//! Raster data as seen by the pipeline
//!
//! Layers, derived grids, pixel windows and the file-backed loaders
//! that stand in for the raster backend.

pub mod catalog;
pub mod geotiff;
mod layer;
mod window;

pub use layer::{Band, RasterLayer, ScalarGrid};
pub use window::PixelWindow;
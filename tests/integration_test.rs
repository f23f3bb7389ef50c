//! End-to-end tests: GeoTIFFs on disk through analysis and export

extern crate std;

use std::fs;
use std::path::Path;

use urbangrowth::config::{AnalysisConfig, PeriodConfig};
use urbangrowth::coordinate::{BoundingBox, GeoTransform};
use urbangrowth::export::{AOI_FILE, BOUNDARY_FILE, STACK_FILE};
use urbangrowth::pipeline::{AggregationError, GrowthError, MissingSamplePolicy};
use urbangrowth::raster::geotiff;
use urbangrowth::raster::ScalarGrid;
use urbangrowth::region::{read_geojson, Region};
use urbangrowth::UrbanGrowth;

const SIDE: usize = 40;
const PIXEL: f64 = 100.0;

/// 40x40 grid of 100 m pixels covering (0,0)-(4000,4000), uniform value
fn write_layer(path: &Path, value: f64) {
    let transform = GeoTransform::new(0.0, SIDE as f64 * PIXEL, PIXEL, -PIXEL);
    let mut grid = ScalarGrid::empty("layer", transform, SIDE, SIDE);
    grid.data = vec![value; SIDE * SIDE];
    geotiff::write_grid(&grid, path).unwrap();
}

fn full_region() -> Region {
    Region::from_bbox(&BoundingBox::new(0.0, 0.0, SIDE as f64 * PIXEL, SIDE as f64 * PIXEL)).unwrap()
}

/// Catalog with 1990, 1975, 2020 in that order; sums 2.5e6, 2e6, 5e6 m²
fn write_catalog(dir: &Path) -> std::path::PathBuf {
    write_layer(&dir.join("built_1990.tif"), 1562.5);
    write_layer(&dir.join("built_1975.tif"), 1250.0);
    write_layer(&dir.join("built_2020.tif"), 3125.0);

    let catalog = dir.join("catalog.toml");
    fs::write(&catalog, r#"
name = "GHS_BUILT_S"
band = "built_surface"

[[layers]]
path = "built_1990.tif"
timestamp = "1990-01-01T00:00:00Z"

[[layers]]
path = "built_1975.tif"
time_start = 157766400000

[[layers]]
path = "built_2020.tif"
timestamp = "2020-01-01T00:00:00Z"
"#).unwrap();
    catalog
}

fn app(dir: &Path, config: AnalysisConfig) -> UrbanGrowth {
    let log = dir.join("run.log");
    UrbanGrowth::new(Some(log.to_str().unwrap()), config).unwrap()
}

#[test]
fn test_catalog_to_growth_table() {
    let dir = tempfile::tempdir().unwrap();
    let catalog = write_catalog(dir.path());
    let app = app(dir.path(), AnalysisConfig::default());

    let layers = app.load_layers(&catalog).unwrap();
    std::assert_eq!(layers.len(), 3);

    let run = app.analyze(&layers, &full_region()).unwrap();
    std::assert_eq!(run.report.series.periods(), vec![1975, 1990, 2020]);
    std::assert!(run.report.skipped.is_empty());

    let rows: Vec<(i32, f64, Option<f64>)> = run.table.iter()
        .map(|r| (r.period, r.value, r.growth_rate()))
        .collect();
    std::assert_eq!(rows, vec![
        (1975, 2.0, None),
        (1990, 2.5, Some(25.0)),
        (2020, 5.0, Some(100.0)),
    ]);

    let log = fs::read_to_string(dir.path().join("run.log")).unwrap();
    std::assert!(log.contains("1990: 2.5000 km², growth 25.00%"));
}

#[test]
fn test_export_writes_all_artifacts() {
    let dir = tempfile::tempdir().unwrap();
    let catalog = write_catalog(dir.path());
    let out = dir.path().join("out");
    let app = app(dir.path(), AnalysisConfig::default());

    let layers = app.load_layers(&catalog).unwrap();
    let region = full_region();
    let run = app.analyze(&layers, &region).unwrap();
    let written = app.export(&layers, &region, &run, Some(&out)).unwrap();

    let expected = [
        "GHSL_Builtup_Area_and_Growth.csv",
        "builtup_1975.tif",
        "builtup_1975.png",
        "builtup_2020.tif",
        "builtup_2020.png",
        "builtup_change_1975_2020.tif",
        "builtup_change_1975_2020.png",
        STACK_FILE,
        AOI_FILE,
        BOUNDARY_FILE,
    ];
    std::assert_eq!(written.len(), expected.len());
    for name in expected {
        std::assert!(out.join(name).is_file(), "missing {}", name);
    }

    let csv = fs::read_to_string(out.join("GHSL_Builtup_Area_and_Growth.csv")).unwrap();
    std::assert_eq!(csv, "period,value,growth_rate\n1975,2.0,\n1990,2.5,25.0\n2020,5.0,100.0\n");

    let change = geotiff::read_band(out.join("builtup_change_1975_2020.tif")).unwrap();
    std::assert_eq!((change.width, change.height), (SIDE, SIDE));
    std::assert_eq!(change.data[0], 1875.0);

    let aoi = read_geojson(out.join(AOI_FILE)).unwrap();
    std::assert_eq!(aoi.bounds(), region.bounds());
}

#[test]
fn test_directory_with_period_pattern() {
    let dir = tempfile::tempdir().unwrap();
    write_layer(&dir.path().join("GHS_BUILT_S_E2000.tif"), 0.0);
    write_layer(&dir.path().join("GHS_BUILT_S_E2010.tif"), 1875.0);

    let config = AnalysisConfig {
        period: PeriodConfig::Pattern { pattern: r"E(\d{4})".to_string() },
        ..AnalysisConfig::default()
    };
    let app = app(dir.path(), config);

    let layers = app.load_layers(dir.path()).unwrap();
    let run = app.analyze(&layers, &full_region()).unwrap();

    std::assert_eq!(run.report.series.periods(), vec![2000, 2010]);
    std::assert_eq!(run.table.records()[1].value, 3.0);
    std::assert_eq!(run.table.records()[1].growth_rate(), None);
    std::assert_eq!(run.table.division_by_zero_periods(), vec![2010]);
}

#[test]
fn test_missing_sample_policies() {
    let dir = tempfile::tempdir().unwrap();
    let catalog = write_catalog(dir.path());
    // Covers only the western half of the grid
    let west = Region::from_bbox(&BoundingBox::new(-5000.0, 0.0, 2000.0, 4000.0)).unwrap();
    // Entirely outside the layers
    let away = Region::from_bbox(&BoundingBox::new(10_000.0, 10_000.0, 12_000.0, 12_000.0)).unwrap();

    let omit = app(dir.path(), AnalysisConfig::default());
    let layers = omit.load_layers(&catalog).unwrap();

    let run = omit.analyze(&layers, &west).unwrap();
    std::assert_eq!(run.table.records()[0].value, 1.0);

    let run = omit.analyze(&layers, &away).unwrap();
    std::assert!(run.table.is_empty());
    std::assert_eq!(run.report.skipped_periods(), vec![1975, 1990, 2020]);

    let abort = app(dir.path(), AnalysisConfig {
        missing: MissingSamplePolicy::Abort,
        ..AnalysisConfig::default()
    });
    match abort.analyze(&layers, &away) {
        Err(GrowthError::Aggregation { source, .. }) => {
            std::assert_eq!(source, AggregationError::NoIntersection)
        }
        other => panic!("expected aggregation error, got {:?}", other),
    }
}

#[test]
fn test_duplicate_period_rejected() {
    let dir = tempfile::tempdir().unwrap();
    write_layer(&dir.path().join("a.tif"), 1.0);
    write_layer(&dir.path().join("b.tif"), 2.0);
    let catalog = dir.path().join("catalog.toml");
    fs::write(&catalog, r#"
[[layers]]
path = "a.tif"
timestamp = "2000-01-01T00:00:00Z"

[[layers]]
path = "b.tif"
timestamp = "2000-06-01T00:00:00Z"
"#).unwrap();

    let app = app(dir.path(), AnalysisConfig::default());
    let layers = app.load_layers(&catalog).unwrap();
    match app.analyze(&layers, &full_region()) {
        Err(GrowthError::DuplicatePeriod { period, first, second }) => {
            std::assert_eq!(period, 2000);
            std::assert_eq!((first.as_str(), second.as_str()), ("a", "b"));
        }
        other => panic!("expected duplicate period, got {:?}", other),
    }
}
---
Start printing at the line with "match app.analyze(&layers, &full_region())" and stop after the final line of the listing above, keeping every line exact.

    match app.analyze(&layers, &full_region()) {
        Err(GrowthError::DuplicatePeriod { period, first, second }) => {
            std::assert_eq!(period, 2000);
            std::assert_eq!((first.as_str(), second.as_str()), ("a", "b"));
        }
        other => panic!("expected duplicate period, got {:?}", other),
    }
}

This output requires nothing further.